The lovely ladies (Kaitlin and Jaime)


At the end of lectures one day, as we headed towards the dining hall, I was aware of the snickers and stares I received. Eventually, someone told me that revenge had come.As I walked into my building, I saw that there had been duct tape strewn across the doorway to my bedroom, causing me to duck underneath in order to see the real damage behind the door. Only pictures can fully explain what happened in Building Nine to Jenny and Jade:

Lounge chair atop our mangled bed frames...

"We're watching You!" in our windows...

Mattresses (along with pj's and bedding) in the Lounge                 
Well played, ladies. 

I love it here, almost as much as I love the people who make my life amazing! Thank you to all you wonderful people who either helped us in our evil schemes or were the masterminds behind them! I love you all!

Tuesday, 16 October 2012

...

There's no real point nor message behind this blog. Simply felt like writing...

So, I'm learning how to play guitar. "Play" is a relative term, however; I know four chords and am physically capable of strumming the guitar. This past week, the base put on a 24/7 prayer rota, my prayer shift being 11pm-12am everyday. Surprisingly, it was during those times I felt the most refreshed and rejuvenated. I would begin every hour by reading Psalm 29 and then proceed to play and sing songs...loudly, off beat, and occasionally off-key. How Great Thou Art has become one of my favorites, especially when played fast and furiously!

 Yeah, life is swell.

Friday, 5 October 2012

You know it's Right when it hurts.

The past few days have been, in a word, painful.

It began normal enough, attending the base-wide sessions and lectures this week as part of the DTS. During one session, the Leadership Team spoke about the importance of maintaining relationships with other YWAM bases and locations our base has previously visited or had connections with. As I looked at the list (a mixture of UK, European, African, Asian, and South American locations), I was ecstatic to see that two locations that I have had a heart for (down to the exact city) were up on the list! I furiously scribbled them down on my groups' Top Ten List we'd been asked to pray about.
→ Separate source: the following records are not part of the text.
use crate::config::AppConfig;
use crate::storage::{
    ByteStream, FilePage, RemoteFile, StorageError, StorageProvider, ROOT_FOLDER_ID,
};
use dashmap::DashMap;
use futures_util::StreamExt;
use reqwest::StatusCode;
use serde::Deserialize;
use std::time::Duration;

const LIST_FIELDS: &str =
    "nextPageToken, files(id, name, size, mimeType, modifiedTime, parents, webViewLink)";
const FILE_FIELDS: &str = "id, name, size, mimeType, modifiedTime, parents, webViewLink";

/// Drive-v3-style REST client. Listing and metadata calls carry a 30s
/// timeout; downloads run on a client without one and rely on the
/// caller's retry budget.
pub struct DriveProvider {
    http: reqwest::Client,
    download_http: reqwest::Client,
    base: String,
    api_key: Option<String>,
    access_token: Option<String>,
    folder_cache: DashMap<String, CachedFolder>,
}

#[derive(Clone)]
struct CachedFolder {
    name: String,
    parents: Vec<String>,
}

#[derive(Debug, Deserialize)]
#[serde(rename_all = "camelCase")]
struct ApiFile {
    id: String,
    #[serde(default)]
    name: String,
    // The API serializes int64 values as JSON strings
    #[serde(default)]
    size: Option<String>,
    #[serde(default)]
    mime_type: String,
    #[serde(default)]
    modified_time: String,
    #[serde(default)]
    parents: Vec<String>,
    #[serde(default)]
    web_view_link: String,
}

impl From<ApiFile> for RemoteFile {
    fn from(f: ApiFile) -> Self {
        RemoteFile {
            id: f.id,
            name: f.name,
            size: f.size.and_then(|s| s.parse().ok()).unwrap_or(0),
            mime_type: f.mime_type,
            modified_time: f.modified_time,
            parents: f.parents,
            web_view_link: f.web_view_link,
        }
    }
}

#[derive(Debug, Deserialize)]
#[serde(rename_all = "camelCase")]
struct ApiFileList {
    #[serde(default)]
    next_page_token: Option<String>,
    #[serde(default)]
    files: Vec<ApiFile>,
}

impl DriveProvider {
    pub fn new(config: &AppConfig) -> Self {
        let http = reqwest::Client::builder()
            .timeout(Duration::from_secs(30))
            .build()
            .expect("Failed to build HTTP client");
        let download_http = reqwest::Client::builder()
            .connect_timeout(Duration::from_secs(30))
            .build()
            .expect("Failed to build download HTTP client");
        Self {
            http,
            download_http,
            base: config.drive_api_base.trim_end_matches('/').to_string(),
            api_key: config.drive_api_key.clone(),
            access_token: config.drive_access_token.clone(),
            folder_cache: DashMap::new(),
        }
    }

    fn request(&self, method: reqwest::Method, url: String) -> reqwest::RequestBuilder {
        self.decorate(self.http.request(method, url))
    }

    fn decorate(&self, mut req: reqwest::RequestBuilder) -> reqwest::RequestBuilder {
        if let Some(token) = &self.access_token {
            req = req.bearer_auth(token);
        }
        if let Some(key) = &self.api_key {
            req = req.query(&[("key", key.as_str())]);
        }
        req
    }

    async fn check(resp: reqwest::Response) -> Result<reqwest::Response, StorageError> {
        let status = resp.status();
        if status.is_success() {
            return Ok(resp);
        }
        let detail = resp.text().await.unwrap_or_default();
        Err(match status {
            StatusCode::NOT_FOUND => StorageError::NotFound(detail),
            StatusCode::FORBIDDEN | StatusCode::UNAUTHORIZED => {
                StorageError::PermissionDenied(detail)
            }
            StatusCode::TOO_MANY_REQUESTS => StorageError::RateLimited,
            s if s.is_server_error() => StorageError::Server(s.as_u16()),
            s => StorageError::InvalidResponse(format!("status {}: {}", s, detail)),
        })
    }

    async fn list(
        &self,
        query: &str,
        page_token: Option<String>,
        page_size: usize,
    ) -> Result<FilePage, StorageError> {
        let mut req = self
            .request(reqwest::Method::GET, format!("{}/files", self.base))
            .query(&[
                ("q", query),
                ("fields", LIST_FIELDS),
                ("pageSize", &page_size.to_string()),
            ]);
        if let Some(token) = page_token {
            req = req.query(&[("pageToken", token.as_str())]);
        }

        let resp = Self::check(req.send().await?).await?;
        let list: ApiFileList = resp
            .json()
            .await
            .map_err(|e| StorageError::InvalidResponse(e.to_string()))?;
        Ok(FilePage {
            files: list.files.into_iter().map(RemoteFile::from).collect(),
            next_page_token: list.next_page_token.filter(|t| !t.is_empty()),
        })
    }

    async fn get_metadata(&self, id: &str) -> Result<RemoteFile, StorageError> {
        let resp = self
            .request(reqwest::Method::GET, format!("{}/files/{}", self.base, id))
            .query(&[("fields", FILE_FIELDS)])
            .send()
            .await?;
        let resp = Self::check(resp).await?;
        let file: ApiFile = resp
            .json()
            .await
            .map_err(|e| StorageError::InvalidResponse(e.to_string()))?;
        Ok(file.into())
    }

    async fn cached_folder(&self, id: &str) -> Result<CachedFolder, StorageError> {
        if let Some(hit) = self.folder_cache.get(id) {
            return Ok(hit.clone());
        }
        let meta = self.get_metadata(id).await?;
        let cached = CachedFolder {
            name: meta.name,
            parents: meta.parents,
        };
        self.folder_cache.insert(id.to_string(), cached.clone());
        Ok(cached)
    }
}

#[async_trait::async_trait]
impl StorageProvider for DriveProvider {
    async fn list_all(
        &self,
        page_token: Option<String>,
        page_size: usize,
    ) -> Result<FilePage, StorageError> {
        self.list("trashed = false", page_token, page_size).await
    }

    async fn list_children(
        &self,
        folder_id: &str,
        page_token: Option<String>,
        page_size: usize,
    ) -> Result<FilePage, StorageError> {
        let query = format!("'{}' in parents and trashed = false", folder_id);
        self.list(&query, page_token, page_size).await
    }

    async fn get_file(&self, id: &str) -> Result<RemoteFile, StorageError> {
        self.get_metadata(id).await
    }

    async fn get_folder(&self, id: &str) -> Result<RemoteFile, StorageError> {
        self.get_metadata(id).await
    }

    async fn download(&self, id: &str) -> Result<ByteStream, StorageError> {
        let req = self.decorate(
            self.download_http
                .get(format!("{}/files/{}", self.base, id))
                .query(&[("alt", "media")]),
        );
        let resp = Self::check(req.send().await?).await?;
        let stream = resp
            .bytes_stream()
            .map(|chunk| chunk.map_err(StorageError::from));
        Ok(Box::pin(stream))
    }

    async fn delete_file(&self, id: &str) -> Result<(), StorageError> {
        let resp = self
            .request(reqwest::Method::DELETE, format!("{}/files/{}", self.base, id))
            .send()
            .await?;
        Self::check(resp).await?;
        Ok(())
    }

    async fn delete_folder(&self, id: &str) -> Result<(), StorageError> {
        // Folders are items with a folder MIME; the delete call is shared
        self.delete_file(id).await
    }

    async fn folder_path(&self, folder_id: &str) -> Result<String, StorageError> {
        let mut segments = Vec::new();
        let mut current = folder_id.to_string();
        // Bounded walk so a parent cycle in provider metadata cannot hang us
        for _ in 0..64 {
            if current == ROOT_FOLDER_ID {
                break;
            }
            let folder = self.cached_folder(&current).await?;
            segments.push(folder.name.clone());
            match folder.parents.first() {
                Some(parent) => current = parent.clone(),
                None => break,
            }
        }
        segments.reverse();
        Ok(format!("/{}", segments.join("/")))
    }
}
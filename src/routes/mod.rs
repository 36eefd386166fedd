pub mod cleanup;
pub mod compare;
pub mod duplicates;
pub mod files;
pub mod health;
pub mod utils;

use crate::state::AppState;
use axum::http::HeaderValue;
use axum::Router;
use std::sync::Arc;
use tower_http::cors::{Any, CorsLayer};
use tower_http::trace::TraceLayer;

fn cors_layer(state: &AppState) -> CorsLayer {
    let layer = CorsLayer::new()
        .allow_methods(Any)
        .allow_headers(Any);
    if state.config.cors_allowed_origins.iter().any(|o| o == "*") {
        layer.allow_origin(Any)
    } else {
        let origins: Vec<HeaderValue> = state
            .config
            .cors_allowed_origins
            .iter()
            .filter_map(|o| o.parse().ok())
            .collect();
        layer.allow_origin(origins)
    }
}

pub fn create_router(state: Arc<AppState>) -> Router {
    Router::new()
        .merge(health::router(state.clone()))
        .nest("/api/files", files::router(state.clone()))
        .nest("/api/duplicates", duplicates::router(state.clone()))
        .nest("/api/compare", compare::router(state.clone()))
        .nest("/api/cleanup", cleanup::router(state.clone()))
        .nest("/api/utils", utils::router(state.clone()))
        .layer(cors_layer(&state))
        .layer(TraceLayer::new_for_http())
        .with_state(state)
}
As we joined another group in discussion about what our bases Top Ten locations should be, I felt, with absolute certainty, that I was to tell the group to cross BOTH of my ideal locations off. I was in such a state of shock and disappointment that I physically could not open my mouth to tell the group. The more I prayed and fought God, the more intense the feeling became. "God, you KNOW I have a passion for both these countries! You know that I've been praying about these places; why would you ask me to give them up?"
As a painful groan escaped my lips, I said as loudly as I could force my vocal chords, "Cross both ________ and _________ off the list." When another member of the team confirmed that she'd felt the same, I felt an incredible sense of dread overwhelm me. 
If God put a desire, passion, dream in my heart, isn't it right that I pursue them? Would a loving God make me give up something like that?
It took an entire morning of weeping and prayer from multiple people for me to realize that I'd been holding on so tightly to these locations that I had begun to believe that I couldn't have a heart for anywhere else. These were MY countries; everywhere else was secondary. Jaime, a fellow staff and dear friend, prayed for me and had a picture for me:

You're sitting at a table with God,
telling Him about everything you love and all
your desires and dreams. God is looking
down at a book and this hurts you.
You ask Him why He's not paying attention
to you, why He's not listening.
He holds up the book and you realize
He's been writing down all your dreams and desires.
He knows your passions and has them recorded;
He has not forgotten and will not forget.
He can and will still use these passions for His glory,
whether that be now or much later. 

Needless to say, I began to ball my eyes out again. I'd become so used to seeing God as someone who purposely makes me uncomfortable and pulls me away from my desires and wants, that I'd forgot that God is a Comforter, He never forgets, and He always has our best interest at heart. It's still difficult, giving something up that you desperately long for. But I know that only after letting go can you receive the fullness of God's blessings and goodness. Painful, hurting, but healing and ready to move on. 
 

Monday, 1 October 2012

No Two Things...

The September quarter has begun here in Harpenden, meaning the beginning of a new DTS, a new season, new faces, and so on. Let me start off by saying that as much as my brain tries to draw comparisons between this past season and the one that I'm am currently entering, there is NO comparison, nor should there be, really.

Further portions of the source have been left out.